Lorsqu'Arthur est parti avec pour seul bagage son bracelet rouge, je n'ai pas pleuré. Je n'ai même pas eu besoin de m'en empêcher, je n'étais pas triste. Je savais qu'il reviendrait. Arthur avait laissé une jolie lettre sur son oreiller. Je ne l'ai pas lue, me contentant de m'émerveiller de son écriture si parfaitement régulière. La lettre était un chef-d'oeuvre caligraphique, un tableau de boucles bleues. Je n'ai pas voulu la lire. Elle ne voulait probablement rien dire, connaissant Arthur.

Arthur et moi étions étonnemment semblables. Ni l'un ni l'autre ne comprenions le sens de la vie, elle nous faisait simplement rire. Arthur et moi avions la même façon d'appréhender les épreuves que le destin sème aux quatre coins de nos futiles éxistences. A vrai dire, nous ne les appréhendions pas. Nous passions dessus. En souriant. Nous ne souffrions jamais, forts de notre cynisme et de l'amour incommensurable que nous nous prtions. Je chérissais Arthur comme jamais je n'avais chéri personne d'autre. Ce n'était pas de la passion, c'était de la compréhension, je pense. J'aimais Arthur comme lui m'aimait, comme une évidence.

Lorsqu'Arthur est parti, j'ai immédiatement barricadé la maison. Je me suis levée et j'ai vu mon quotidien ébranlé. J'ai débranché le téléphone, condamné la boîte aux lettres, cloué deux grosses planches de bois tout contre la porte et je me suis enroulée dans un plaid en laine à carreaux rouge et blanc. Je me suis faite un café et j'ai attendu. J'ai attendu des jours, des semaines puis des mois. Mais j'étais persuadée qu'il reviendrait, alors j'attendais. Je suis restée seule à regarder par la fenêtre durant l'éternité, il me semble. De temps en temps, je me levais et préparais un café. Arthur et moi ne buvions que ça et le placard en était rempli.

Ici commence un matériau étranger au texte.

use axum::{
    extract::{Request, State},
    http::header::AUTHORIZATION,
    middleware::Next,
    response::Response,
};
use tracing::debug;

use crate::errors::AppError;
use crate::state::AppState;

/// Rejects requests without a valid `Authorization: Bearer <token>` header.
///
/// Applied to the protected router only; `/health` and `/api/login` bypass it.
pub async fn require_bearer(
    State(state): State<AppState>,
    request: Request,
    next: Next,
) -> Result<Response, AppError> {
    let token = request
        .headers()
        .get(AUTHORIZATION)
        .and_then(|value| value.to_str().ok())
        .and_then(|value| value.strip_prefix("Bearer "))
        .map(str::trim)
        .filter(|token| !token.is_empty())
        .ok_or(AppError::Unauthorized("Missing token"))?;

    state.tokens.verify(token).map_err(|e| {
        debug!("Token rejected: {e}");
        AppError::Unauthorized("Invalid token")
    })?;

    Ok(next.run(request).await)
}
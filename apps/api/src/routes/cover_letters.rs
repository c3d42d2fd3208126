use axum::{
    extract::{Path, State},
    http::StatusCode,
    Json,
};
use serde::Deserialize;
use serde_json::Value;
use uuid::Uuid;

use crate::errors::AppError;
use crate::models::documents::CoverLetterDoc;
use crate::models::kinds::EntityKind;
use crate::mutation::gateway;
use crate::mutation::validation::require_reference;
use crate::routes::shared;
use crate::state::AppState;

#[derive(Debug, Deserialize)]
pub struct CreateCoverLetterRequest {
    #[serde(default, rename = "recipientId")]
    pub recipient_id: Option<String>,
    #[serde(default, rename = "coverLetter")]
    pub cover_letter: String,
    #[serde(default, rename = "conversationId")]
    pub conversation_id: Option<String>,
}

#[derive(Debug, Deserialize)]
pub struct ContentBody {
    #[serde(default)]
    pub content: String,
}

/// GET /api/cover-letters
pub async fn handle_list_cover_letters(
    State(state): State<AppState>,
) -> Result<Json<Value>, AppError> {
    shared::list(&state, EntityKind::CoverLetter).await
}

/// POST /api/cover-letters
///
/// A conversation id is minted when the client does not continue an
/// existing one.
pub async fn handle_create_cover_letter(
    State(state): State<AppState>,
    Json(req): Json<CreateCoverLetterRequest>,
) -> Result<(StatusCode, Json<Value>), AppError> {
    let recipient_id = require_reference("recipientId", req.recipient_id.as_deref())?;
    let conversation_id = req
        .conversation_id
        .filter(|id| !id.trim().is_empty())
        .unwrap_or_else(|| Uuid::new_v4().to_string());

    let document = CoverLetterDoc::new(recipient_id, conversation_id, req.cover_letter);
    let created = gateway::create(&state.store, document).await?;
    Ok(shared::created(&state, &created))
}

/// GET /api/cover-letters/:id
pub async fn handle_get_cover_letter(
    State(state): State<AppState>,
    Path(id): Path<String>,
) -> Result<Json<Value>, AppError> {
    shared::single(&state, EntityKind::CoverLetter, &id).await
}

/// PUT /api/cover-letters/:id
pub async fn handle_update_cover_letter(
    State(state): State<AppState>,
    Path(id): Path<String>,
    Json(req): Json<ContentBody>,
) -> Result<Json<Value>, AppError> {
    shared::update(&state, EntityKind::CoverLetter, &id, "cover_letter", req.content).await?;
    Ok(shared::message("Cover letter updated successfully"))
}

/// DELETE /api/cover-letters/:id
pub async fn handle_delete_cover_letter(
    State(state): State<AppState>,
    Path(id): Path<String>,
) -> Result<Json<Value>, AppError> {
    shared::remove(&state, EntityKind::CoverLetter, &id).await
}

Il ne me manquait pas vraiment. En réalité, Arthur ne m'était pas indispensable. Non, seuls certains de ses traits, certains de se défauts, certaines de ses qualités aussi, me manquaient. Il y avait son menton, sa peau détruite par l'eczéma et ses allergies. Il y avait ses cheveux en bataille, sa douceur et sa voix basse cassée par le tabac. Arthur avait eu la délicatesse de me laisser ses vêtements dans l'armoire. Quand, ce matin-là, je m'étais réveillée, j'avais tout de suite compris. Compris qu'il était parti. Mais Arthur disait toujours que l'on part pour revenir. Alors je savais qu'il reviendrait.

*
**
*

Lorsqu'Arthur est parti et que je me suis levée, j'ai imméditement enfilé une de ses chemises. Par réflexe. Pour garder sur moi son odeur suave de bois et de campagne fleurie. Il aimait bien que je porte ses vêtements. Lui, il m'empruntait des pantalons. Sa maigreur le lui permettait. Il mettait ensuite un T-shirt blanc, son blaser et sortait fumer sa cigarette. Sa seule cigarette de la journée. Puis il revenait par la porte de derrière, chaussait nos Doc Marteens rouges et préparait un café.

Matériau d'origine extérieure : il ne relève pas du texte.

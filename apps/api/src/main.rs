mod auth;
mod config;
mod db;
mod dispatch;
mod errors;
mod models;
mod mutation;
mod queue;
mod resolution;
mod routes;
mod state;

use anyhow::Result;
use std::net::SocketAddr;
use std::sync::Arc;
use tower_http::{cors::CorsLayer, trace::TraceLayer};
use tracing::info;
use tracing_subscriber::{layer::SubscriberExt, util::SubscriberInitExt, EnvFilter};

use crate::auth::TokenIssuer;
use crate::config::Config;
use crate::db::mongo::MongoStore;
use crate::dispatch::protocol::Dispatcher;
use crate::queue::redis::RedisQueue;
use crate::routes::build_router;
use crate::state::AppState;

#[tokio::main]
async fn main() -> Result<()> {
    // Load configuration first (fails on missing required env vars)
    let config = Config::from_env()?;

    // Initialize structured logging
    tracing_subscriber::registry()
        .with(EnvFilter::try_from_default_env().unwrap_or_else(|_| {
            EnvFilter::new(format!(
                "{}={},tower_http={}",
                env!("CARGO_CRATE_NAME"),
                &config.rust_log,
                &config.rust_log
            ))
        }))
        .with(tracing_subscriber::fmt::layer())
        .init();

    info!("Starting Cover Letter API v{}", env!("CARGO_PKG_VERSION"));

    // Initialize MongoDB
    let store = MongoStore::connect(&config.mongo_uri, &config.db_name).await?;

    // Initialize Redis
    let queue = RedisQueue::connect(&config.redis_url).await?;
    info!(
        "Queues: generation='{}', delivery='{}'",
        config.generation_queue, config.delivery_queue
    );

    if config.admin_password.is_none() {
        info!("ADMIN_PASSWORD not set; login is disabled");
    }

    // Build app state
    let state = AppState {
        store: Arc::new(store),
        dispatcher: Dispatcher::new(
            Arc::new(queue),
            config.generation_queue.clone(),
            config.delivery_queue.clone(),
        ),
        tokens: TokenIssuer::new(&config.jwt_secret),
        config: config.clone(),
    };

    // Build router
    let app = build_router(state)
        .layer(TraceLayer::new_for_http())
        .layer(CorsLayer::permissive());

    let addr: SocketAddr = format!("0.0.0.0:{}", config.port).parse()?;
    info!("Listening on {addr}");

    let listener = tokio::net::TcpListener::bind(addr).await?;
    axum::serve(listener, app).await?;

    Ok(())
}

C'est la première chose que j'ai sentie, ce matin-là. Ou plutôt, que je n'ai pas sentie. L'odeur du café frais. Et j'ai attendu, prostrée dans mon silence. Mais je ne voulais rien entendre. Aucune voix. Pas un bruit. Jamais. Pas même le chant des oiseaux. Je voulais sa voix. L'écouter. Entendre, au-delà des mots, la mélodie des sanglots qu'il refoulait. Je le désirais tellement lorsqu'il paralait. Lorsqu'il se taisait aussi. Et qu'il annonçait, fier de lui, qu'il avait cru voir une nouvelle étoile dans le ciel de la veille. Bien entendu, je le savais déjà. Je le regardais. Non. Je m'irradiais de lui. Je me couvrais de sa beauté. Je ne le regardais pas, je le mangeais. Je l'atomisais et il devenait le "moi" que tout mon être voulait engendrer.

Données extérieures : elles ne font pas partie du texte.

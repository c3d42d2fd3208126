//! Job queue seam. Work for the out-of-process generation and e-mail workers
//! is appended to the tail of a named list; consumers pop from the head.

pub mod redis;

#[cfg(test)]
pub mod memory;

use async_trait::async_trait;
use bytes::Bytes;
use thiserror::Error;

#[derive(Debug, Error)]
pub enum QueueError {
    #[error("Redis error: {0}")]
    Redis(#[from] ::redis::RedisError),

    #[error("Failed to encode payload: {0}")]
    Encode(#[from] serde_json::Error),
}

#[async_trait]
pub trait JobQueue: Send + Sync {
    /// Appends an opaque payload to the tail of `queue`. Single attempt.
    async fn push(&self, queue: &str, payload: Bytes) -> Result<(), QueueError>;
}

Un matin, j'ai entendu la porte d'entrée trembler. Un secousse. Deux. J'ai d'abord pensé à une bourrasque de vent. Je ne sais pas quelle heure il était. J'avais cassé toutes les montres et toutes les horloges de la maison. Les réveils aussi. Je les avais tous jetés contre un mur de la chambre. Celui au-dessus de l'oreiller d'Arthur. Ce n'était pas de la rage, pas même de l'énervement. Je me rendais seulement folle à voir toutes ces aiguilles trotter autour de moi. La porte trembla une troisième fois et le fracas qu'elle produisait me vrillait les tympans. Je me suis réfugiée dans la cuisne et je me suis bouchée les oreilles. J'ai attendu un peu. Le silence est revenu. Et puis, au loin, j'ai entendu la porte de derrière qui s'ouvrait et un bruit de talons. J'ai fermé les yeux. Je respirais lentement.

Soudain, Maman est apparue dans l'embrasure de la porte. Elle m'a regardée et la surprise que j'ai lue dans son regard m'a fait peur. Doucement, elle s'est approchée. Elle tenait beaucoup de lettres dans sa main. Elle les a déposées sur la table de la cuisine et m'a prise dans ses bras.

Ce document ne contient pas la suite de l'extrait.